Interdisciplinary Research Centre
 
The 'P' word

It's time for blue-sky thinking plus practical measures in the battle to reduce plastic waste.

 

In Tokyo, a householder consults her 60-page ‘Garbage Separation and Disposal’ system to check whether it's a recycle day for plastic bottles or for all other plastic packaging.

In a coastal village in Kenya, an order has been received for 2,000 bricks made from waste plastic and earth.

On a chemistry bench in Cambridge, bubbles of hydrogen form and rise around a thumbnail-sized square of plastic cut from a water bottle.

 

All around the world there are instances where we are getting things right with plastic – recycling, recovering, re-using – and instances where we are getting things very wrong.

Our awareness of just how wrong is riding the crest of a plastic-polluted wave: every year, more than 8 million tonnes of plastic waste ends up in the world’s oceans.
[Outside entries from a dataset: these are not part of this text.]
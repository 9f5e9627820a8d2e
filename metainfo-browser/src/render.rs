//! Render descriptions handed to the presentation layer.
//!
//! The core never draws anything. For every adaptor it describes what to
//! show: kind, title, preview, child keys and, per lane, the visible window
//! of each long list.

use schemars::JsonSchema;
use serde::{Deserialize, Serialize};
use serde_json::Value;

/// Toggles read by every render call.
#[derive(Debug, Clone, Copy, Default, PartialEq, Eq, Serialize, Deserialize, JsonSchema)]
#[serde(default)]
pub struct ViewFlags {
    /// Include code-specific fields (names starting with `x_`).
    pub show_code_specific: bool,
    /// Include fields the schema declares but the document lacks, disabled.
    pub show_all_defined: bool,
    /// Attach definition details to each rendered node.
    pub show_meta: bool,
}

/// Reserved prefix of code-specific property names.
pub const CODE_SPECIFIC_PREFIX: &str = "x_";

impl ViewFlags {
    /// Whether a property with this name is shown under these flags.
    pub fn shows(&self, name: &str) -> bool {
        self.show_code_specific || !name.starts_with(CODE_SPECIFIC_PREFIX)
    }
}

/// Preview text of a value that could not be prepared for display.
pub const UNAVAILABLE: &str = "unavailable";

/// Preview text of a reference that resolves to nothing.
pub const DANGLING_REFERENCE: &str = "reference…";

#[derive(Debug, Clone, Copy, PartialEq, Eq, Serialize)]
#[serde(rename_all = "snake_case")]
pub enum RenderKind {
    Section,
    Quantity,
    List,
    Reference,
    Unavailable,
}

/// Description of one adaptor.
#[derive(Debug, Clone, PartialEq, Serialize)]
pub struct RenderNode {
    pub kind: RenderKind,
    pub title: String,
    /// Document location, `run:0/system:1`.
    pub path: String,
    pub preview: String,
    /// Raw value of quantities and dangling references.
    #[serde(skip_serializing_if = "Option::is_none")]
    pub value: Option<Value>,
    pub children: Vec<ChildEntry>,
    /// Visible windows of repeating sub-sections, filled in by the lane.
    #[serde(skip_serializing_if = "Vec::is_empty")]
    pub lists: Vec<ListView>,
    #[serde(skip_serializing_if = "Option::is_none")]
    pub meta: Option<MetaInfo>,
    /// Why this node shows as unavailable.
    #[serde(skip_serializing_if = "Option::is_none")]
    pub error: Option<String>,
}

/// One selectable child of a section.
#[derive(Debug, Clone, PartialEq, Serialize)]
pub struct ChildEntry {
    pub key: String,
    pub label: String,
    pub kind: RenderKind,
    #[serde(skip_serializing_if = "Option::is_none")]
    pub preview: Option<String>,
    /// Declared by the schema but absent in the document.
    pub disabled: bool,
    /// Element count of repeating sub-sections.
    #[serde(skip_serializing_if = "Option::is_none")]
    pub count: Option<usize>,
}

/// The visible part of a repeating sub-section.
#[derive(Debug, Clone, PartialEq, Serialize)]
pub struct ListView {
    pub name: String,
    pub len: usize,
    /// Keys of the visible elements, `name:index`, in index order.
    pub items: Vec<String>,
    /// Number of elements between the two windows.
    pub hidden: usize,
    /// Whether "more" controls are shown.
    pub controls: bool,
}

/// Definition details shown with `show_meta`.
#[derive(Debug, Clone, PartialEq, Serialize)]
pub struct MetaInfo {
    pub definition: String,
    pub kind: String,
    #[serde(skip_serializing_if = "Option::is_none")]
    pub data_type: Option<String>,
    #[serde(skip_serializing_if = "Option::is_none")]
    pub shape: Option<String>,
    #[serde(skip_serializing_if = "Option::is_none")]
    pub unit: Option<String>,
    pub description: String,
}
Environmental agencies have predicted that if these trends continue, our oceans will contain more plastic than fish by 2050.

 

Plastic has become a malevolent symbol of our wasteful society. But it's also one of the most successful materials ever invented: it’s cheap, durable, flexible, waterproof, versatile and lightweight. It’s fundamental to almost every aspect of our lives and it's a resource that we are wasting, says Professor Erwin Reisner.